Unknown malware presents a significant cybersecurity threat and can cause serious damage to organizations and individuals alike. When left undetected, malicious code can gain access to confidential information, corrupt data, and allow attackers to gain control of systems. Find out how to avoid these circumstances and detect unknown malicious behavior efficiently.
Challenges of new threats' detection
While known malware families are more predictable and can be detected more easily, unknown threats can take on a variety of forms, causing a bunch of challenges for their detection:
- Malware developers use polymorphism, which enables them to modify the malicious code to generate unique variants of the same malware.
- There is malware that is still not identified and doesn't have any rulesets for detection.
- Some threats can be Fully UnDetectable (FUD) for some time and challenge perimeter security.
- The code is often encrypted, making it difficult to detect by signature-based security solutions.
- Malware authors may use a "low and slow" approach, which involves sending a small amount of malicious code across a network over a long time, which makes it harder to detect and block. This can be especially damaging in corporate networks, where the lack of visibility into the environment can lead to undetected malicious activity.
Detection of new threats
When analyzing known malware families, researchers can take advantage of existing information about the malware, such as its behavior, payloads, and known vulnerabilities, in order to detect and respond to it.
But dealing with new threats, researchers have to start from scratch, using the following guide:
Step 1. Use reverse engineering to analyze the code of the malware to identify its purpose and malicious nature.
Step 2. Use static analysis to examine the malware's code to identify its behavior, payloads, and vulnerabilities.
Step 3. Use dynamic analysis to observe the behavior of the malware during execution.
Step 4. Use sandboxing to run the malware in an isolated environment to observe its behavior without harming the system.
Step 5. Use heuristics to identify potentially malicious code based on observable patterns and behaviors.
Step 6. Analyze the results of reverse engineering, static analysis, dynamic analysis, sandboxing, and heuristics to determine if the code is malicious.
There are plenty of tools from Process Monitor and Wireshark to ANY.RUN to help you go through the first 5 steps. But how to draw a precise conclusion, what should you pay attention to while having all this data?
The answer is simple - focus on indicators of malicious behavior.
Monitor suspicious activities for effective detection
Different signatures are used to detect threats. In computer security terminology, a signature is a typical footprint or pattern associated with a malicious attack on a computer network or system.
Part of these signatures is behavioral ones. It's impossible to do something in the OS and leave no tracing behind. We can identify what software or script it was via their suspicious activities.
You can run a suspicious program in a sandbox to observe the behavior of the malware and identify any malicious behavior, such as:
- abnormal file system activity,
- suspicious process creation and termination
- abnormal networking activity
- reading or modifying system files
- access system resources
- create new users
- connect to remote servers
- execute other malicious commands
- exploit known vulnerabilities in the system
Microsoft Office is launching PowerShell – looks suspicious, right? An application adds itself to the scheduled tasks – definitely pay attention to it. A svchost process runs from the temp registry – something is definitely wrong.
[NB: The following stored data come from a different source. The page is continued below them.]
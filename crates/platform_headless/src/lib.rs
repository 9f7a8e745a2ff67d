use anyhow::{Result, anyhow};
use futures_util::future::{BoxFuture, FutureExt};
use platform::{
    Clipboard, Console, Document, DrawingContext, FetchRequest, FetchResponse, FileInfo, Files,
    LogLevel, Net, Platform, Storage, Time,
};
use std::collections::{BTreeMap, HashMap};
use std::sync::Mutex;
use std::time::Instant;

mod canvas;
mod dom;

pub use canvas::HeadlessCanvas;
pub use dom::HeadlessDocument;

/// Every capability backed by in-process state. Nothing touches the OS
/// except the clocks.
#[derive(Default)]
pub struct HeadlessPlatform {
    console: HeadlessConsole,
    time: HeadlessTime,
    storage: HeadlessStorage,
    clipboard: HeadlessClipboard,
    net: HeadlessNet,
    document: HeadlessDocument,
    canvas: HeadlessCanvas,
    files: HeadlessFiles,
}

impl HeadlessPlatform {
    pub fn new() -> Self {
        Self::default()
    }

    /// Serve `response` for every fetch of `url`.
    pub fn route(&self, url: impl Into<String>, response: FetchResponse) {
        self.net.route(url, response);
    }

    pub fn add_file(&self, name: impl Into<String>, bytes: impl Into<Vec<u8>>) {
        self.files.add(name, bytes);
    }

    pub fn set_storage_quota(&self, bytes: Option<usize>) {
        if let Ok(mut quota) = self.storage.quota.lock() {
            *quota = bytes;
        }
    }

    pub fn set_clipboard_allowed(&self, allowed: bool) {
        if let Ok(mut state) = self.clipboard.state.lock() {
            state.allowed = allowed;
        }
    }

    pub fn console_entries(&self) -> Vec<(LogLevel, String)> {
        self.console.entries()
    }

    pub fn requests(&self) -> Vec<FetchRequest> {
        self.net.requests()
    }

    pub fn headless_document(&self) -> &HeadlessDocument {
        &self.document
    }

    pub fn headless_canvas(&self) -> &HeadlessCanvas {
        &self.canvas
    }
}

impl Platform for HeadlessPlatform {
    fn console(&self) -> &dyn Console {
        &self.console
    }

    fn time(&self) -> &dyn Time {
        &self.time
    }

    fn storage(&self) -> &dyn Storage {
        &self.storage
    }

    fn clipboard(&self) -> &dyn Clipboard {
        &self.clipboard
    }

    fn net(&self) -> &dyn Net {
        &self.net
    }

    fn document(&self) -> &dyn Document {
        &self.document
    }

    fn canvas(&self) -> &dyn DrawingContext {
        &self.canvas
    }

    fn files(&self) -> &dyn Files {
        &self.files
    }
}

/// Buffers every line and mirrors it into `tracing`.
#[derive(Default)]
pub struct HeadlessConsole {
    entries: Mutex<Vec<(LogLevel, String)>>,
}

impl HeadlessConsole {
    pub fn entries(&self) -> Vec<(LogLevel, String)> {
        self.entries
            .lock()
            .map(|entries| entries.clone())
            .unwrap_or_default()
    }
}

impl Console for HeadlessConsole {
    fn log(&self, level: LogLevel, message: &str) {
        match level {
            LogLevel::Debug => tracing::debug!(target: "guest", "{message}"),
            LogLevel::Info => tracing::info!(target: "guest", "{message}"),
            LogLevel::Warn => tracing::warn!(target: "guest", "{message}"),
            LogLevel::Error => tracing::error!(target: "guest", "{message}"),
        }
        if let Ok(mut entries) = self.entries.lock() {
            entries.push((level, message.to_string()));
        }
    }
}

pub struct HeadlessTime {
    origin: Instant,
}

impl Default for HeadlessTime {
    fn default() -> Self {
        Self {
            origin: Instant::now(),
        }
    }
}

impl Time for HeadlessTime {
    fn now_ms(&self) -> f64 {
        self.origin.elapsed().as_secs_f64() * 1000.0
    }

    fn unix_ms(&self) -> f64 {
        let now = std::time::SystemTime::now();
        now.duration_since(std::time::UNIX_EPOCH)
            .map(|d| d.as_secs_f64() * 1000.0)
            .unwrap_or(0.0)
    }
}

#[derive(Default)]
pub struct HeadlessStorage {
    items: Mutex<BTreeMap<String, String>>,
    quota: Mutex<Option<usize>>,
}

impl Storage for HeadlessStorage {
    fn get_item(&self, key: &str) -> Result<Option<String>> {
        let items = self
            .items
            .lock()
            .map_err(|_| anyhow!("failed to lock headless storage"))?;
        Ok(items.get(key).cloned())
    }

    fn set_item(&self, key: &str, value: &str) -> Result<()> {
        let mut items = self
            .items
            .lock()
            .map_err(|_| anyhow!("failed to lock headless storage"))?;
        let quota = self.quota.lock().map(|quota| *quota).unwrap_or(None);
        if let Some(limit) = quota {
            let used: usize = items
                .iter()
                .filter(|(existing, _)| existing.as_str() != key)
                .map(|(k, v)| k.len() + v.len())
                .sum();
            if used + key.len() + value.len() > limit {
                return Err(anyhow!(
                    "QuotaExceededError: setting '{key}' exceeds the {limit} byte quota"
                ));
            }
        }
        items.insert(key.to_string(), value.to_string());
        Ok(())
    }

    fn remove_item(&self, key: &str) -> Result<()> {
        let mut items = self
            .items
            .lock()
            .map_err(|_| anyhow!("failed to lock headless storage"))?;
        items.remove(key);
        Ok(())
    }
}

struct ClipboardState {
    text: String,
    allowed: bool,
}

pub struct HeadlessClipboard {
    state: Mutex<ClipboardState>,
}

impl Default for HeadlessClipboard {
    fn default() -> Self {
        Self {
            state: Mutex::new(ClipboardState {
                text: String::new(),
                allowed: true,
            }),
        }
    }
}

impl Clipboard for HeadlessClipboard {
    fn read_text(&self) -> Result<String> {
        let state = self
            .state
            .lock()
            .map_err(|_| anyhow!("failed to lock headless clipboard"))?;
        if !state.allowed {
            return Err(anyhow!("NotAllowedError: clipboard read denied"));
        }
        Ok(state.text.clone())
    }

    fn write_text(&self, text: &str) -> Result<()> {
        let mut state = self
            .state
            .lock()
            .map_err(|_| anyhow!("failed to lock headless clipboard"))?;
        if !state.allowed {
            return Err(anyhow!("NotAllowedError: clipboard write denied"));
        }
        state.text = text.to_string();
        Ok(())
    }
}

/// Route table standing in for the network. Unrouted URLs fail the way a
/// blocked request does.
#[derive(Default)]
pub struct HeadlessNet {
    routes: Mutex<HashMap<String, FetchResponse>>,
    requests: Mutex<Vec<FetchRequest>>,
}

impl HeadlessNet {
    pub fn route(&self, url: impl Into<String>, response: FetchResponse) {
        if let Ok(mut routes) = self.routes.lock() {
            routes.insert(url.into(), response);
        }
    }

    pub fn requests(&self) -> Vec<FetchRequest> {
        self.requests
            .lock()
            .map(|requests| requests.clone())
            .unwrap_or_default()
    }
}

impl Net for HeadlessNet {
    fn fetch(&self, request: FetchRequest) -> BoxFuture<'static, Result<FetchResponse>> {
        let routed = self
            .routes
            .lock()
            .map_err(|_| anyhow!("failed to lock headless routes"))
            .map(|routes| routes.get(&request.url).cloned());
        if let Ok(mut requests) = self.requests.lock() {
            requests.push(request.clone());
        }
        async move {
            match routed? {
                Some(mut response) => {
                    if response.url.is_empty() {
                        response.url = request.url;
                    }
                    Ok(response)
                }
                None => Err(anyhow!("TypeError: NetworkError when attempting to fetch {}", request.url)),
            }
        }
        .boxed()
    }
}

#[derive(Default)]
pub struct HeadlessFiles {
    files: Mutex<BTreeMap<String, Vec<u8>>>,
}

impl HeadlessFiles {
    pub fn add(&self, name: impl Into<String>, bytes: impl Into<Vec<u8>>) {
        if let Ok(mut files) = self.files.lock() {
            files.insert(name.into(), bytes.into());
        }
    }
}

impl Files for HeadlessFiles {
    fn list(&self) -> Vec<FileInfo> {
        self.files
            .lock()
            .map(|files| {
                files
                    .iter()
                    .map(|(name, bytes)| FileInfo {
                        name: name.clone(),
                        size: bytes.len() as u64,
                        last_modified_ms: 0.0,
                    })
                    .collect()
            })
            .unwrap_or_default()
    }

    fn read(&self, name: &str) -> BoxFuture<'static, Result<Vec<u8>>> {
        let bytes = self
            .files
            .lock()
            .map_err(|_| anyhow!("failed to lock headless files"))
            .and_then(|files| {
                files
                    .get(name)
                    .cloned()
                    .ok_or_else(|| anyhow!("NotFoundError: file not found: {name}"))
            });
        async move { bytes }.boxed()
    }
}

#[cfg(test)]
mod tests {
    use super::*;

    #[test]
    fn storage_enforces_quota() {
        let platform = HeadlessPlatform::new();
        platform.set_storage_quota(Some(10));
        platform.storage().set_item("k", "12345").unwrap();
        let err = platform.storage().set_item("other", "12345").unwrap_err();
        assert!(err.to_string().starts_with("QuotaExceededError"));
        platform.storage().set_item("k", "123456789").unwrap();
        assert_eq!(
            platform.storage().get_item("k").unwrap().as_deref(),
            Some("123456789")
        );
    }

    #[test]
    fn clipboard_respects_permission() {
        let platform = HeadlessPlatform::new();
        platform.clipboard().write_text("copied").unwrap();
        assert_eq!(platform.clipboard().read_text().unwrap(), "copied");
        platform.set_clipboard_allowed(false);
        assert!(platform.clipboard().read_text().is_err());
    }

    #[test]
    fn console_records_levels() {
        let platform = HeadlessPlatform::new();
        platform.console().log(LogLevel::Warn, "careful");
        assert_eq!(
            platform.console_entries(),
            vec![(LogLevel::Warn, "careful".to_string())]
        );
    }

    #[tokio::test]
    async fn fetch_serves_routes_and_records_requests() {
        let platform = HeadlessPlatform::new();
        platform.route(
            "https://app.test/data.json",
            FetchResponse::new("", 200, b"{}".to_vec()),
        );

        let response = platform
            .net()
            .fetch(FetchRequest::get("https://app.test/data.json"))
            .await
            .unwrap();
        assert_eq!(response.url, "https://app.test/data.json");
        assert_eq!(response.body, b"{}");

        let missing = platform
            .net()
            .fetch(FetchRequest::get("https://app.test/missing"))
            .await;
        assert!(missing.is_err());
        assert_eq!(platform.requests().len(), 2);
    }

    #[tokio::test]
    async fn files_are_listed_and_read() {
        let platform = HeadlessPlatform::new();
        platform.add_file("atlas.png", vec![1, 2, 3]);
        let listed = platform.files().list();
        assert_eq!(listed.len(), 1);
        assert_eq!(listed[0].size, 3);
        assert_eq!(platform.files().read("atlas.png").await.unwrap(), vec![1, 2, 3]);
        assert!(platform.files().read("nope").await.is_err());
    }
}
You can always detect any threat by its behavior, even without signatures.
Let's prove it.
Use case #1
Here is a sample of the stealer. What does it do? Steals user data, cookies, wallets, etc. How can we detect it? For example, it reveals itself when the application opens the Chrome browser's Login Data file.
|Stealer's suspicious behavior
The activity in the network traffic also announces the threat's malicious intentions. A legitimate application would never send credentials, OS characteristics, and other sensitive data collected locally.
|Suspicious activity in the network traffic
Use case #2
There are not many legitimate programs that need to stop Windows Defender or other applications to protect the OS or make an exclusion for itself. Every time you encounter this kind of behavior – that's a sign of suspicious activity.
Does the application delete shadow copies? Looks like ransomware. Does it remove shadow copies and create a TXT/HTML file with readme text in each directory? It's one more proof of it.
If the user data is encrypted in the process, we can be sure it is ransomware. Like what happened in this malicious example. Even if we do not know the family, we can identify what kind of security threat this software poses and then act accordingly and take measures to protect working stations and the organization's network.
|Ransomware suspicious behavior
We can draw conclusions about almost all kinds of malware based on the behavior observed in the sandbox. Try ANY.RUN online interactive service to monitor it - you can get the first results immediately and see all malware's action in real time. Exactly what we need to catch any suspicious activities.
Write the "HACKERNEWS2" promo code at firstname.lastname@example.org using your business email address and get 14 days of ANY.RUN premium subscription for free!
Cybercriminals can use unknown threats to extort businesses for money and launch large-scale cyberattacks. Even if the malware family is not detected - we can always conclude the threat's functionality by considering its behavior. Using this data, you can build information security to prevent any new threats. Behavior analysis enhances your ability to respond to new and unknown threats and strengthens your organization's protection without additional costs.